I’m not actually a United Church policy wonk – I haven’t even read The Manual – but I do understand that aside from statements of faith, what keeps our denomination whole is that in The United Church of Canada, no one owns anything and yet we all own everything on behalf of each other, the wider church. We are all called to care for this shared abundance together and to commit our own resources of time and money to the vision of an unfolding and flourishing church.

Power in the United Church flows upwards from the grassroots folk in pews. This means that a small country church in rural Manitoba with limited resources of people and wealth should have the same voice as a wealthy cathedral-sized church in downtown Edmonton.

But as we all know, voice, influence, and resources aren’t shared evenly across our denomination. Can we imagine a world where these two very different communities of faith felt responsibility for each other’s sustainability? As society’s relationship with Christianity shifts and we feel influence and natural growth declining, individual congregations are seeing the resources they steward as only theirs, to do with as they want. 

When each community of faith is left to sort out its own household, without a critical eye, we are losing a golden opportunity to consider how United Churches could do more ministry and meaning-making with collaboration instead of competition. We are also ignoring how class, race, location, and history impact who can manage year-over-year deficits, and who can’t.

Recently, through my work providing stewardship support and training, I met with a group of leaders because their thirty-some-year-old congregation has begun to struggle. In 2019 and for a decade before that, this congregation was growing. The financial gifts coming in were enough to pay the bills and the mortgage, and to plan for growth. Then the pandemic hit. Now the congregation is struggling financially and needs to make difficult decisions around programs, staffing, and more. This community does not have long-term investment income to draw from simply because they have not existed long-term.   

One of our sacred stories tells of Jesus, outside Israel healing fellow Jews. He is approached by a Canaanite woman with a sick daughter, who is full of desperate hope. She comes to Jesus certain that he has enough power, or love, or grace to heal her daughter. At first Jesus ignores her, then unkindly compares her to a dog. Eventually her conviction and faith, that he is enough not only for the house of Israel but for her too, changes Jesus’ heart, he sees the abundance that was always there, and his ministry is cracked open to spill beyond his people.

Who will be our Canaanite woman helping us see our abundance? How can we let our hearts be changed like Jesus and see that our communities of faith exist to share, and that our ministry grows when we look outside our own door? If we are all trustees of this United Church of ours, we must share what we have, focusing on ministry and meaning-making and letting go of competition and fear.

The Spirit is dynamic and creative, pushing us outside of the social convention of “every church for itself” and into a place of truth-naming and acknowledged abundance.

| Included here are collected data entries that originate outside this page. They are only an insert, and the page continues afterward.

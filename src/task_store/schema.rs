//! Database schema for tasks.db.

use crate::sqlite_column;
use crate::sqlite_persistence::{Column, SqlType, Table, VersionedSchema};

const TASKS_TABLE_V0: Table = Table {
    name: "tasks",
    columns: &[
        sqlite_column!("task_id", &SqlType::Text, is_primary_key = true),
        sqlite_column!("owner_id", &SqlType::Text, non_null = true),
        sqlite_column!("task_type", &SqlType::Text, non_null = true),
        sqlite_column!("status", &SqlType::Text, non_null = true),
        sqlite_column!("priority", &SqlType::Text, non_null = true),
        sqlite_column!("params", &SqlType::Text, non_null = true),
        sqlite_column!("created_at", &SqlType::Integer, non_null = true),
        sqlite_column!("started_at", &SqlType::Integer),
        sqlite_column!("completed_at", &SqlType::Integer),
        sqlite_column!(
            "progress_percentage",
            &SqlType::Integer,
            non_null = true,
            default_value = Some("0")
        ),
        sqlite_column!(
            "cancellation_requested",
            &SqlType::Integer,
            non_null = true,
            default_value = Some("0")
        ),
        sqlite_column!("result", &SqlType::Text),
        sqlite_column!("error", &SqlType::Text),
        sqlite_column!("webhook_url", &SqlType::Text),
    ],
    indices: &[
        ("idx_tasks_owner", "owner_id, created_at"),
        ("idx_tasks_status", "status"),
    ],
};

/// Version 1 adds the worker lease columns.
const TASKS_TABLE_V1: Table = Table {
    name: "tasks",
    columns: &[
        sqlite_column!("task_id", &SqlType::Text, is_primary_key = true),
        sqlite_column!("owner_id", &SqlType::Text, non_null = true),
        sqlite_column!("task_type", &SqlType::Text, non_null = true),
        sqlite_column!("status", &SqlType::Text, non_null = true),
        sqlite_column!("priority", &SqlType::Text, non_null = true),
        sqlite_column!("params", &SqlType::Text, non_null = true),
        sqlite_column!("created_at", &SqlType::Integer, non_null = true),
        sqlite_column!("started_at", &SqlType::Integer),
        sqlite_column!("completed_at", &SqlType::Integer),
        sqlite_column!(
            "progress_percentage",
            &SqlType::Integer,
            non_null = true,
            default_value = Some("0")
        ),
        sqlite_column!(
            "cancellation_requested",
            &SqlType::Integer,
            non_null = true,
            default_value = Some("0")
        ),
        sqlite_column!("result", &SqlType::Text),
        sqlite_column!("error", &SqlType::Text),
        sqlite_column!("webhook_url", &SqlType::Text),
        sqlite_column!("worker_id", &SqlType::Text),
        sqlite_column!("heartbeat_at", &SqlType::Integer),
    ],
    indices: &[
        ("idx_tasks_owner", "owner_id, created_at"),
        ("idx_tasks_status", "status"),
        ("idx_tasks_heartbeat", "status, heartbeat_at"),
    ],
};

fn migrate_v0_to_v1(conn: &rusqlite::Connection) -> anyhow::Result<()> {
    conn.execute("ALTER TABLE tasks ADD COLUMN worker_id TEXT", [])?;
    conn.execute("ALTER TABLE tasks ADD COLUMN heartbeat_at INTEGER", [])?;
    conn.execute(
        "CREATE INDEX idx_tasks_heartbeat ON tasks(status, heartbeat_at)",
        [],
    )?;
    Ok(())
}

pub const TASKS_VERSIONED_SCHEMAS: &[VersionedSchema] = &[
    VersionedSchema {
        version: 0,
        tables: &[TASKS_TABLE_V0],
        migration: None,
    },
    VersionedSchema {
        version: 1,
        tables: &[TASKS_TABLE_V1],
        migration: Some(migrate_v0_to_v1),
    },
];
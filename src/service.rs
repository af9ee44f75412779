//! Submission, status and cancellation of background tasks, plus the
//! lifecycle of the workers that run them.

use crate::config::{AppConfig, ServiceSettings};
use crate::error::{TaskError, TaskResult};
use crate::history::{HistoryQuery, HistoryRecord, HistoryStore, SqliteHistoryStore};
use crate::job_queue::{QueueBackend, QueueSizes, SqliteQueueBackend, TaskQueue};
use crate::server::metrics;
use crate::task_store::{Completion, SqliteTaskStore, TaskPriority, TaskRecord, TaskStatus, TaskStore};
use crate::webhook::{WebhookDeliveryService, WebhookNotifier};
use crate::worker::{LeaseReaper, WorkerDeps, WorkerPool, WorkUnitRegistry};
use anyhow::Context;
use chrono::Utc;
use reqwest::Url;
use serde::{Deserialize, Serialize};
use std::sync::{Arc, Mutex};
use std::time::Duration;
use tokio::task::JoinHandle;
use tokio_util::sync::CancellationToken;
use tracing::{info, warn};
use uuid::Uuid;

const WORKER_JOIN_GRACE: Duration = Duration::from_secs(30);
const WEBHOOK_DRAIN_GRACE: Duration = Duration::from_secs(30);

/// A task submission as accepted by `TaskService::enqueue`.
#[derive(Debug, Clone, Deserialize)]
pub struct SubmitTask {
    pub owner_id: String,
    pub task_type: String,
    #[serde(default = "empty_params")]
    pub params: serde_json::Value,
    #[serde(default)]
    pub webhook_url: Option<String>,
    #[serde(default)]
    pub priority: TaskPriority,
}

fn empty_params() -> serde_json::Value {
    serde_json::Value::Object(Default::default())
}

#[derive(Debug, Clone, PartialEq, Serialize)]
pub struct Submission {
    pub task_id: String,
    pub status: TaskStatus,
    /// Rough number of tasks ahead at submission time.
    pub estimated_position: usize,
}

struct Running {
    shutdown: CancellationToken,
    pool: WorkerPool,
    reaper: JoinHandle<()>,
}

pub struct TaskService {
    settings: ServiceSettings,
    task_store: Arc<dyn TaskStore>,
    history: Arc<dyn HistoryStore>,
    queue: Arc<TaskQueue>,
    registry: Arc<WorkUnitRegistry>,
    notifier: WebhookNotifier,
    running: Mutex<Option<Running>>,
}

impl TaskService {
    pub fn new(
        settings: ServiceSettings,
        task_store: Arc<dyn TaskStore>,
        queue_backend: Arc<dyn QueueBackend>,
        history: Arc<dyn HistoryStore>,
        registry: WorkUnitRegistry,
    ) -> anyhow::Result<Self> {
        let delivery = WebhookDeliveryService::new(&settings.webhook)?;
        let notifier = WebhookNotifier::new(delivery, settings.webhook.secret.clone());
        let queue = Arc::new(TaskQueue::new(queue_backend, settings.namespace.clone()));
        Ok(TaskService {
            settings,
            task_store,
            history,
            queue,
            registry: Arc::new(registry),
            notifier,
            running: Mutex::new(None),
        })
    }

    /// Opens the SQLite databases under `config.db_dir`.
    pub fn open(config: &AppConfig, registry: WorkUnitRegistry) -> anyhow::Result<Self> {
        std::fs::create_dir_all(&config.db_dir)
            .with_context(|| format!("Failed to create db dir {:?}", config.db_dir))?;
        let task_store = SqliteTaskStore::new(config.tasks_db_path())?;
        let queue_backend = SqliteQueueBackend::new(config.queue_db_path())?;
        let history = SqliteHistoryStore::new(config.history_db_path())?;
        Self::new(
            config.service.clone(),
            Arc::new(task_store),
            Arc::new(queue_backend),
            Arc::new(history),
            registry,
        )
    }

    pub fn settings(&self) -> &ServiceSettings {
        &self.settings
    }

    pub fn registry(&self) -> &WorkUnitRegistry {
        &self.registry
    }

    fn new_task_id(&self) -> String {
        format!(
            "{}-{}-{}",
            self.settings.namespace,
            self.settings.task_kind,
            Uuid::new_v4()
        )
    }

    fn validate(&self, submit: &SubmitTask) -> TaskResult<()> {
        if submit.owner_id.trim().is_empty() {
            return Err(TaskError::Validation("owner_id must not be empty".into()));
        }
        let Some(unit) = self.registry.get(&submit.task_type) else {
            return Err(TaskError::Validation(format!(
                "unknown task type '{}'",
                submit.task_type
            )));
        };
        if !submit.params.is_object() {
            return Err(TaskError::Validation("params must be a JSON object".into()));
        }
        if let Some(url) = &submit.webhook_url {
            match Url::parse(url) {
                Ok(parsed) if matches!(parsed.scheme(), "http" | "https") => {}
                _ => {
                    return Err(TaskError::Validation(format!(
                        "webhook_url must be an http(s) URL, got '{}'",
                        url
                    )))
                }
            }
        }
        unit.validate_params(&submit.params)
            .map_err(TaskError::Validation)
    }

    /// Accepts a task: persists it as pending, then queues it.
    pub fn enqueue(&self, submit: SubmitTask) -> TaskResult<Submission> {
        self.validate(&submit)?;

        let task_id = self.new_task_id();
        let record = TaskRecord::new_pending(
            task_id.clone(),
            submit.owner_id,
            submit.task_type,
            submit.params,
            submit.priority,
            submit.webhook_url,
        );
        self.task_store.insert(&record).map_err(TaskError::backend)?;

        let estimated_position = self
            .queue
            .estimated_position(record.priority)
            .unwrap_or_else(|e| {
                warn!(task_id = %task_id, "Could not estimate queue position: {}", e);
                0
            });

        if let Err(e) = self.queue.enqueue(
            &task_id,
            &record.task_type,
            record.params.clone(),
            record.priority,
        )
        {
            warn!(task_id = %task_id, "Failed to queue task: {}", e);
            let completion = Completion::failed(e.to_string());
            let store = &self.task_store;
            if store.claim(&task_id, "submission", Utc::now()).unwrap_or(false) {
                if let Err(finish_err) = store.finish(&task_id, &completion, Utc::now()) {
                    warn!(task_id = %task_id, "Failed to mark unqueued task failed: {:#}", finish_err);
                }
            }
            return Err(e);
        }

        metrics::record_task_submitted(&record.task_type);
        info!(
            task_id = %task_id,
            task_type = %record.task_type,
            priority = record.priority.as_str(),
            "Task submitted"
        );
        Ok(Submission {
            task_id,
            status: TaskStatus::Pending,
            estimated_position,
        })
    }

    pub fn get(&self, task_id: &str) -> TaskResult<TaskRecord> {
        self.task_store
            .get(task_id)
            .map_err(TaskError::backend)?
            .ok_or_else(|| TaskError::NotFound(task_id.to_string()))
    }

    /// Requests cancellation of a task.
    ///
    /// Already cancelled tasks are returned unchanged. A pending task still
    /// in the queue is removed and cancelled right away. Otherwise only the
    /// flag is set and the worker honours it at claim time or cooperatively
    /// during execution.
    pub fn request_cancel(&self, task_id: &str) -> TaskResult<TaskRecord> {
        let record = self.get(task_id)?;
        match record.status {
            TaskStatus::Cancelled => return Ok(record),
            status if status.is_terminal() => {
                return Err(TaskError::NotCancellable {
                    task_id: task_id.to_string(),
                    status,
                })
            }
            _ => {}
        }

        let flagged = self
            .task_store
            .request_cancellation(task_id)
            .map_err(TaskError::backend)?;
        if !flagged {
            // Finished between the read and the update
            let current = self.get(task_id)?;
            return match current.status {
                TaskStatus::Cancelled => Ok(current),
                status => Err(TaskError::NotCancellable {
                    task_id: task_id.to_string(),
                    status,
                }),
            };
        }
        info!(task_id = %task_id, "Cancellation requested");

        if record.status == TaskStatus::Pending && self.queue.remove(task_id)? {
            let cancelled = self
                .task_store
                .cancel_pending(task_id, Utc::now())
                .map_err(TaskError::backend)?;
            if cancelled {
                metrics::record_task_finished(&record.task_type, TaskStatus::Cancelled, None);
                let current = self.get(task_id)?;
                self.notifier.notify(&current);
                return Ok(current);
            }
        }
        self.get(task_id)
    }

    pub fn queue_sizes(&self) -> TaskResult<QueueSizes> {
        let sizes = self.queue.sizes()?;
        metrics::record_queue_sizes(&sizes);
        Ok(sizes)
    }

    pub fn status_counts(&self) -> TaskResult<Vec<(TaskStatus, usize)>> {
        self.task_store.count_by_status().map_err(TaskError::backend)
    }

    pub fn history(&self, owner_id: &str, query: &HistoryQuery) -> TaskResult<Vec<HistoryRecord>> {
        self.history.query(owner_id, query)
    }

    /// Spawns the worker pool and the lease reaper. No-op if already running.
    pub fn start(&self) {
        let mut running = self.running.lock().unwrap_or_else(|e| e.into_inner());
        if running.is_some() {
            warn!("Task service already started");
            return;
        }

        let shutdown = CancellationToken::new();
        let deps = Arc::new(WorkerDeps {
            queue: self.queue.clone(),
            task_store: self.task_store.clone(),
            history: self.history.clone(),
            registry: self.registry.clone(),
            notifier: self.notifier.clone(),
        });
        let pool = WorkerPool::start(deps, &self.settings.worker, shutdown.child_token());
        let reaper = LeaseReaper::new(
            self.task_store.clone(),
            self.notifier.clone(),
            self.settings.lease.clone(),
        )
        .spawn(shutdown.child_token());

        info!(
            "Task service started (namespace={}, workers={})",
            self.settings.namespace,
            pool.len()
        );
        *running = Some(Running {
            shutdown,
            pool,
            reaper,
        });
    }

    pub fn is_running(&self) -> bool {
        self.running
            .lock()
            .map(|running| running.is_some())
            .unwrap_or(false)
    }

    /// Stops workers and the reaper, then waits for pending webhooks.
    /// Tasks that were mid-execution stay `running`.
    pub async fn shutdown(&self) {
        let running = self
            .running
            .lock()
            .unwrap_or_else(|e| e.into_inner())
            .take();
        let Some(running) = running else {
            return;
        };

        info!("Shutting down task service...");
        running.shutdown.cancel();
        running.pool.join(WORKER_JOIN_GRACE).await;
        let _ = tokio::time::timeout(WORKER_JOIN_GRACE, running.reaper).await;
        self.notifier.drain(WEBHOOK_DRAIN_GRACE).await;
        info!("Task service shutdown complete");
    }
}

As individuals, as communities of faith, as a denomination and beyond, we are all capable of having a change of heart just like Jesus; that we are all trustees and are responsible for each other.

— Vicki Nelson, Community of Faith Stewardship Support for Pacific Mountain, Chinook Winds, Northern Spirit, Living Skies, and Prairie to Pine Regions of The United Church of Canada.

 

The views contained within these blogs are personal and do not necessarily reflect those of The United Church of Canada.